The expected result is the material below, reproduced exactly from its first line through the line containing "single ledger row.".

▶ Excerpted data
▬▬▬▬▬▬▬▬▬▬

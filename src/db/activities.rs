//! Activity ledger operations — validated append, listing, admin edit/delete.
//!
//! The ledger is append-only in the intended design; the admin surface may
//! still edit or delete a row, after which the caller is responsible for a
//! full recompute of the participant's derived state (points, direction
//! progress, totem eligibility). Nothing here patches caches.

use super::{ActivityRow, Database};
use crate::ledger::ValidatedActivity;
use anyhow::Result;

impl Database {
    /// Append a validated activity to the ledger.
    pub async fn insert_activity(&self, activity: &ValidatedActivity) -> Result<ActivityRow> {
        let row = sqlx::query_as::<_, ActivityRow>(
            "INSERT INTO activities
               (participant_id, reward_type, subtype, points, multiplier,
                activity_date, description, verified_by)
             VALUES ($1, $2, $3, $4, $5, $6, $7, $8)
             RETURNING *",
        )
        .bind(activity.participant_id)
        .bind(activity.reward_type.as_str())
        .bind(&activity.subtype)
        .bind(activity.points)
        .bind(activity.multiplier)
        .bind(activity.activity_date)
        .bind(&activity.description)
        .bind(&activity.verified_by)
        .fetch_one(self.pool())
        .await?;
        Ok(row)
    }

    /// Full ledger for one participant. Order is irrelevant to aggregation;
    /// newest-first is for display.
    pub async fn list_activities(&self, participant_id: uuid::Uuid) -> Result<Vec<ActivityRow>> {
        let rows = sqlx::query_as::<_, ActivityRow>(
            "SELECT * FROM activities
             WHERE participant_id = $1
             ORDER BY activity_date DESC, id DESC",
        )
        .bind(participant_id)
        .fetch_all(self.pool())
        .await?;
        Ok(rows)
    }

    /// Look up a single ledger row.
    pub async fn get_activity(&self, id: i64) -> Result<Option<ActivityRow>> {
        let row = sqlx::query_as::<_, ActivityRow>("SELECT * FROM activities WHERE id = $1")
            .bind(id)
            .fetch_optional(self.pool())
            .await?;
        Ok(row)
    }

    /// Admin correction: overwrite the scored fields of a ledger row.
    ///
    /// Semantically a delete + reinsert; the caller must recompute the
    /// participant's derived state afterwards. Returns the updated row, or
    /// `None` if the id was unknown.
    pub async fn update_activity(
        &self,
        id: i64,
        activity: &ValidatedActivity,
    ) -> Result<Option<ActivityRow>> {
        let row = sqlx::query_as::<_, ActivityRow>(
            "UPDATE activities SET
               reward_type = $2, subtype = $3, points = $4, multiplier = $5,
               activity_date = $6, description = $7, verified_by = $8
             WHERE id = $1
             RETURNING *",
        )
        .bind(id)
        .bind(activity.reward_type.as_str())
        .bind(&activity.subtype)
        .bind(activity.points)
        .bind(activity.multiplier)
        .bind(activity.activity_date)
        .bind(&activity.description)
        .bind(&activity.verified_by)
        .fetch_optional(self.pool())
        .await?;
        Ok(row)
    }

    /// Admin deletion of a ledger row. Returns the owning participant id so
    /// the caller can recompute, or `None` if the id was unknown.
    pub async fn delete_activity(&self, id: i64) -> Result<Option<uuid::Uuid>> {
        let participant = sqlx::query_scalar::<_, uuid::Uuid>(
            "DELETE FROM activities WHERE id = $1 RETURNING participant_id",
        )
        .bind(id)
        .fetch_optional(self.pool())
        .await?;
        Ok(participant)
    }
}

▬▬▬▬▬▬▬▬▬▬

▶ Answer to the problem
filename src/db/activities.rs
//! Activity ledger operations — validated append, listing, admin edit/delete.
//!
//! The ledger is append-only in the intended design; the admin surface may
//! still edit or delete a row, after which the caller is responsible for a
//! full recompute of the participant's derived state (points, direction
//! progress, totem eligibility). Nothing here patches caches.

use super::{ActivityRow, Database};
use crate::ledger::ValidatedActivity;
use anyhow::Result;

impl Database {
    /// Append a validated activity to the ledger.
    pub async fn insert_activity(&self, activity: &ValidatedActivity) -> Result<ActivityRow> {
        let row = sqlx::query_as::<_, ActivityRow>(
            "INSERT INTO activities
               (participant_id, reward_type, subtype, points, multiplier,
                activity_date, description, verified_by)
             VALUES ($1, $2, $3, $4, $5, $6, $7, $8)
             RETURNING *",
        )
        .bind(activity.participant_id)
        .bind(activity.reward_type.as_str())
        .bind(&activity.subtype)
        .bind(activity.points)
        .bind(activity.multiplier)
        .bind(activity.activity_date)
        .bind(&activity.description)
        .bind(&activity.verified_by)
        .fetch_one(self.pool())
        .await?;
        Ok(row)
    }

    /// Full ledger for one participant. Order is irrelevant to aggregation;
    /// newest-first is for display.
    pub async fn list_activities(&self, participant_id: uuid::Uuid) -> Result<Vec<ActivityRow>> {
        let rows = sqlx::query_as::<_, ActivityRow>(
            "SELECT * FROM activities
             WHERE participant_id = $1
             ORDER BY activity_date DESC, id DESC",
        )
        .bind(participant_id)
        .fetch_all(self.pool())
        .await?;
        Ok(rows)
    }

    /// Look up a single ledger row.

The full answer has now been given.